--- What needs to be done ---
Go through the entries below and tally the lines holding "deadline"; please reply with the number only.

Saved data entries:
----

//! Emulated hardware-transactional region
//!
//! Local write-back runs inside an atomic region so the whole write set of a
//! transaction becomes visible on this partition at once. The region is a
//! per-partition mutex entered with a deadline. Failing to enter it is
//! reported as an abort, the same outcome a hardware transaction reports
//! when it cannot commit.

use parking_lot::Mutex;
use std::sync::atomic::{AtomicU64, Ordering};
use std::time::Duration;
use thiserror::Error;

/// The region could not be entered before the deadline
#[derive(Debug, Clone, Copy, PartialEq, Eq, Error)]
#[error("atomic region aborted")]
pub struct RegionAborted;

/// Region execution counters
#[derive(Debug, Clone, Copy, Default, PartialEq, Eq)]
pub struct RegionStats {
    /// Regions that ran to completion
    pub committed: u64,
    /// Regions that could not be entered
    pub aborted: u64,
}

/// Per-partition atomic region
#[derive(Debug, Default)]
pub struct AtomicRegion {
    gate: Mutex<()>,
    committed: AtomicU64,
    aborted: AtomicU64,
}

impl AtomicRegion {
    /// Create a region
    pub fn new() -> Self {
        Self::default()
    }

    /// Run `f` atomically with respect to other regions on this partition
    ///
    /// # Errors
    ///
    /// [`RegionAborted`] if the region is not entered within `timeout`;
    /// `f` has not run in that case.
    pub fn execute<T>(&self, timeout: Duration, f: impl FnOnce() -> T) -> Result<T, RegionAborted> {
        let Some(_guard) = self.gate.try_lock_for(timeout) else {
            self.aborted.fetch_add(1, Ordering::Relaxed);
            return Err(RegionAborted);
        };
        let out = f();
        self.committed.fetch_add(1, Ordering::Relaxed);
        Ok(out)
    }

    /// Snapshot of the counters
    pub fn stats(&self) -> RegionStats {
        RegionStats {
            committed: self.committed.load(Ordering::Relaxed),
            aborted: self.aborted.load(Ordering::Relaxed),
        }
    }
}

----

--- Result below ---
2